Don Davies NDP Vancouver Kingsway, BC

Madam Speaker, the short answer is absolutely not. I will say this again. Bill C-5 would add this factor to the act, “whether, in the minister's opinion the transfer will endanger public safety, including the offender's victim, family or any child in cases where the offender has committed a sexual offence involving a child.

Once again, I do not know if my hon. friend listened to what I said. The offender in the foreign prison is coming back to society anyway. This amendment does not change that fact. The only question is whether anybody in the House wants that person to come back to our country treated, have any programming, or subject to any conditions. Under my hon. colleague's premise, the offender would be granted the transfer, would stay in the foreign prison, would come back to this country to go right after the victim and we would not even know it.

I know my friend is a learned counsel. I would think he would stand and tell the Minister of Justice and the Minister of Public Safety that this is a bad law.

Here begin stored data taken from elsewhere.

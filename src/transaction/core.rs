//! Defines the core data models for the transaction ledger.

use std::fmt;

use serde::{Deserialize, Serialize};
use time::OffsetDateTime;
use uuid::Uuid;

/// The ID of a [Transaction], minted by the store on append.
#[derive(Debug, Clone, PartialEq, Eq, Hash, Serialize, Deserialize)]
pub struct TransactionId(String);

impl TransactionId {
    /// Mint a fresh, unique transaction ID.
    pub(crate) fn generate() -> Self {
        Self(format!("txn_{}", Uuid::new_v4()))
    }

    /// The ID as a string slice.
    pub fn as_str(&self) -> &str {
        &self.0
    }
}

impl fmt::Display for TransactionId {
    fn fmt(&self, f: &mut fmt::Formatter<'_>) -> fmt::Result {
        f.write_str(&self.0)
    }
}

/// Identifies the business owner a ledger belongs to.
///
/// The authentication boundary resolves this outside the crate; the store
/// stamps it onto every transaction it accepts.
#[derive(Debug, Clone, PartialEq, Eq, Hash, Serialize, Deserialize)]
pub struct UserId(String);

impl UserId {
    /// Wrap a resolved user identifier.
    pub fn new(id: impl Into<String>) -> Self {
        Self(id.into())
    }

    /// The ID as a string slice.
    pub fn as_str(&self) -> &str {
        &self.0
    }
}

impl fmt::Display for UserId {
    fn fmt(&self, f: &mut fmt::Formatter<'_>) -> fmt::Result {
        f.write_str(&self.0)
    }
}

/// Whether money flowed into or out of the business.
#[derive(Debug, Clone, Copy, PartialEq, Eq, Serialize, Deserialize)]
#[serde(rename_all = "lowercase")]
pub enum TransactionType {
    /// Money earned by the business.
    Income,
    /// Money spent by the business.
    Expense,
}

impl TransactionType {
    /// The type's name as it appears on the wire.
    pub fn as_str(self) -> &'static str {
        match self {
            TransactionType::Income => "income",
            TransactionType::Expense => "expense",
        }
    }
}

/// A single money movement in the ledger.
///
/// The amount is always stored positive; its meaning comes from the
/// transaction type. Transactions are never mutated or deleted, and live for
/// the session.
///
/// The serialized form uses the dashboard's wire names, with the type under
/// the `"type"` key, so the assistant's transaction tool returns the shape
/// the model was taught.
#[derive(Debug, Clone, PartialEq, Serialize, Deserialize)]
#[serde(rename_all = "camelCase")]
pub struct Transaction {
    /// The ID of the transaction.
    pub id: TransactionId,
    /// The owner of the ledger this transaction belongs to.
    pub user_id: UserId,
    /// The amount of money that moved, always positive.
    pub amount: f64,
    /// Whether the transaction is income or an expense.
    #[serde(rename = "type")]
    pub kind: TransactionType,
    /// The category the transaction belongs to, e.g. "Rent" or "Sales".
    pub category: String,
    /// When the transaction happened.
    #[serde(with = "time::serde::rfc3339")]
    pub date: OffsetDateTime,
    /// How the money moved, e.g. "Cash" or "Bank Transfer".
    pub payment_method: String,
    /// A text description of what the transaction was for.
    pub description: String,
}

/// The caller-supplied fields of a [Transaction].
///
/// The store mints the ID and stamps the session user on append.
#[derive(Debug, Clone, PartialEq)]
pub struct NewTransaction {
    /// The amount of money that moved, always positive.
    pub amount: f64,
    /// Whether the transaction is income or an expense.
    pub kind: TransactionType,
    /// The category the transaction belongs to.
    pub category: String,
    /// When the transaction happened.
    pub date: OffsetDateTime,
    /// How the money moved.
    pub payment_method: String,
    /// A text description of what the transaction was for.
    pub description: String,
}

#[cfg(test)]
mod tests {
    use time::macros::datetime;

    use super::{Transaction, TransactionId, TransactionType, UserId};

    fn sample_transaction() -> Transaction {
        Transaction {
            id: TransactionId::generate(),
            user_id: UserId::new("user_123"),
            amount: 49.99,
            kind: TransactionType::Expense,
            category: "Supplies".to_owned(),
            date: datetime!(2024-05-01 09:30:00 UTC),
            payment_method: "Credit Card".to_owned(),
            description: "Printer paper".to_owned(),
        }
    }

    #[test]
    fn generated_ids_are_unique_and_prefixed() {
        let first = TransactionId::generate();
        let second = TransactionId::generate();

        assert!(first.as_str().starts_with("txn_"));
        assert!(second.as_str().starts_with("txn_"));
        assert_ne!(first, second);
    }

    #[test]
    fn transaction_serializes_with_wire_field_names() {
        let transaction = sample_transaction();

        let value = serde_json::to_value(&transaction).expect("Could not serialize transaction");

        assert_eq!(value["userId"], "user_123");
        assert_eq!(value["type"], "expense");
        assert_eq!(value["paymentMethod"], "Credit Card");
        assert_eq!(value["date"], "2024-05-01T09:30:00Z");
        assert!(value.get("kind").is_none());
    }

    #[test]
    fn transaction_round_trips_through_json() {
        let transaction = sample_transaction();

        let json = serde_json::to_string(&transaction).expect("Could not serialize transaction");
        let parsed: Transaction =
            serde_json::from_str(&json).expect("Could not deserialize transaction");

        assert_eq!(parsed, transaction);
    }
}
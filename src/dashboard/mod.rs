//! Dashboard module
//!
//! Aggregates the ledger into the headline figures shown on the overview
//! page and formats them for display.

mod aggregation;
mod currency;

pub use aggregation::{
    FinancialSummary, burn_rate, expense_totals_by_category, net_profit, summarize,
    top_expense_category, total_expense, total_income,
};
pub use currency::format_currency;
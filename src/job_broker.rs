//! Abstract interface to the host's background-job framework.
//!
//! The engine never knows what job system a host runs; it only needs to push a job hash
//! (class identifier + args array) back onto it, either to deliver a callback or to
//! re-enqueue a producer's original job during recovery or shutdown.

use async_trait::async_trait;
use parking_lot::Mutex;

use crate::request::JobHash;

#[async_trait]
pub trait JobBroker: Send + Sync {
    async fn push(&self, job: JobHash) -> anyhow::Result<()>;
}

/// An in-process `JobBroker` that simply records pushed jobs, useful for tests and for
/// single-process deployments where the "callback worker" lives in the same process and
/// drains this queue directly.
pub struct InMemoryJobBroker {
    pushed: Mutex<Vec<JobHash>>,
}

impl InMemoryJobBroker {
    pub fn new() -> Self {
        Self { pushed: Mutex::new(Vec::new()) }
    }

    /// Drains and returns all jobs pushed so far, in push order.
    pub fn drain(&self) -> Vec<JobHash> {
        std::mem::take(&mut self.pushed.lock())
    }

    pub fn len(&self) -> usize {
        self.pushed.lock().len()
    }

    pub fn is_empty(&self) -> bool {
        self.pushed.lock().is_empty()
    }
}

impl Default for InMemoryJobBroker {
    fn default() -> Self {
        Self::new()
    }
}

#[async_trait]
impl JobBroker for InMemoryJobBroker {
    async fn push(&self, job: JobHash) -> anyhow::Result<()> {
        self.pushed.lock().push(job);
        Ok(())
    }
}

#[cfg(test)]
mod tests {
    use super::*;

    #[tokio::test]
    async fn push_then_drain_preserves_order() {
        let broker = InMemoryJobBroker::new();
        broker.push(JobHash { class: "A".into(), args: vec![] }).await.unwrap();
        broker.push(JobHash { class: "B".into(), args: vec![] }).await.unwrap();
        let jobs = broker.drain();
        assert_eq!(jobs.len(), 2);
        assert_eq!(jobs[0].class, "A");
        assert_eq!(jobs[1].class, "B");
        assert!(broker.is_empty());
    }
}
//! Replaces the dynamic class-lookup a reflective host language would use to dispatch a
//! callback identifier to a handler: producers register a concrete [`Callback`] implementation
//! under a string id up front, and submission-time validation rejects unknown ids.

use std::collections::HashMap;
use std::sync::Arc;

use async_trait::async_trait;
use parking_lot::RwLock;

use crate::error::TaskError;
use crate::response::Response;

/// Exactly one of `on_complete`/`on_error` is invoked per task, at least once (duplicate
/// delivery is possible under crash recovery; implementations must be idempotent).
#[async_trait]
pub trait Callback: Send + Sync {
    async fn on_complete(&self, response: Response);
    async fn on_error(&self, error: TaskError);
}

/// Maps string callback ids to registered handlers.
#[derive(Default)]
pub struct CallbackRegistry {
    handlers: RwLock<HashMap<String, Arc<dyn Callback>>>,
}

impl CallbackRegistry {
    pub fn new() -> Self {
        Self::default()
    }

    pub fn register(&self, id: impl Into<String>, callback: Arc<dyn Callback>) {
        self.handlers.write().insert(id.into(), callback);
    }

    pub fn contains(&self, id: &str) -> bool {
        self.handlers.read().contains_key(id)
    }

    pub fn get(&self, id: &str) -> Option<Arc<dyn Callback>> {
        self.handlers.read().get(id).cloned()
    }
}

#[cfg(test)]
mod tests {
    use super::*;
    use std::sync::atomic::{AtomicUsize, Ordering};

    struct Counting {
        completes: AtomicUsize,
        errors: AtomicUsize,
    }

    #[async_trait]
    impl Callback for Counting {
        async fn on_complete(&self, _response: Response) {
            self.completes.fetch_add(1, Ordering::SeqCst);
        }
        async fn on_error(&self, _error: TaskError) {
            self.errors.fetch_add(1, Ordering::SeqCst);
        }
    }

    #[tokio::test]
    async fn unregistered_id_is_absent() {
        let registry = CallbackRegistry::new();
        assert!(!registry.contains("MyCallback"));
        assert!(registry.get("MyCallback").is_none());
    }

    #[tokio::test]
    async fn registered_callback_dispatches() {
        let registry = CallbackRegistry::new();
        let handler = Arc::new(Counting { completes: AtomicUsize::new(0), errors: AtomicUsize::new(0) });
        registry.register("MyCallback", handler.clone());
        assert!(registry.contains("MyCallback"));

        let cb = registry.get("MyCallback").unwrap();
        cb.on_complete(Response {
            status: 200,
            headers: crate::headers::HttpHeaders::new(),
            body: None,
            duration: 0.0,
            correlation_id: "c".into(),
            url: "https://example.com".into(),
            method: "GET".into(),
            callback_args: serde_json::Map::new(),
            redirects: Vec::new(),
        })
        .await;
        assert_eq!(handler.completes.load(Ordering::SeqCst), 1);
    }
}
//! The immutable `Response` produced by a successfully-completed task.

use crate::headers::HttpHeaders;
use crate::payload::Payload;

/// A completed HTTP response, always for a 1xx-5xx status (transport failures never reach
/// here; they are represented as [`crate::error::TaskError::RequestError`] instead).
#[derive(Clone, Debug, serde::Serialize, serde::Deserialize)]
pub struct Response {
    pub status: u16,
    pub headers: HttpHeaders,
    pub body: Option<Payload>,
    /// Wall-clock seconds spent on the whole attempt, including redirects already followed.
    pub duration: f64,
    pub correlation_id: String,
    pub url: String,
    pub method: String,
    pub callback_args: serde_json::Map<String, serde_json::Value>,
    pub redirects: Vec<String>,
}

impl Response {
    /// `200 <= status < 300`.
    pub fn is_success(&self) -> bool {
        (200..300).contains(&self.status)
    }

    pub fn is_client_error(&self) -> bool {
        (400..500).contains(&self.status)
    }

    pub fn is_server_error(&self) -> bool {
        (500..600).contains(&self.status)
    }

    /// Serializes to the wire-format Response JSON handed to a callback job argument.
    pub fn to_wire_json(&self) -> serde_json::Value {
        let headers: serde_json::Map<String, serde_json::Value> = self
            .headers
            .iter()
            .map(|(k, v)| (k.to_string(), serde_json::Value::String(v.to_string())))
            .collect();
        serde_json::json!({
            "status": self.status,
            "headers": headers,
            "body": self.body,
            "duration": self.duration,
            "request_id": self.correlation_id,
            "url": self.url,
            "http_method": self.method,
            "callback_args": self.callback_args,
            "redirects": self.redirects,
        })
    }
}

That will endanger victims in this country.

Again, this is what the 2006-07 report from the government said:

An analysis of the information contained in this report doesn’t only demonstrate that the purpose and the principles of the International Transfer of Offenders Act have been fulfilled; it supports that the International Transfer of Offenders program is consistent with the Mandate of the Correctional Service of Canada (CSC) and its Mission Statement in that the program contributes to public safety by actively encouraging and assisting offenders to become law-abiding citizens, while exercising reasonable, safe, secure and humane control [is being met].

Those are the facts.

The definition of national security has not been restricted to terrorists. I quoted from a case earlier where a member of a criminal organization was barred entry under that by the minister and that was upheld by the courts.

I believe the protection is in the act.

Keeping Canadians Safe (International Transfer of Offenders) ActGovernment Orders

April 21st, 2010 / 4:05 p.m.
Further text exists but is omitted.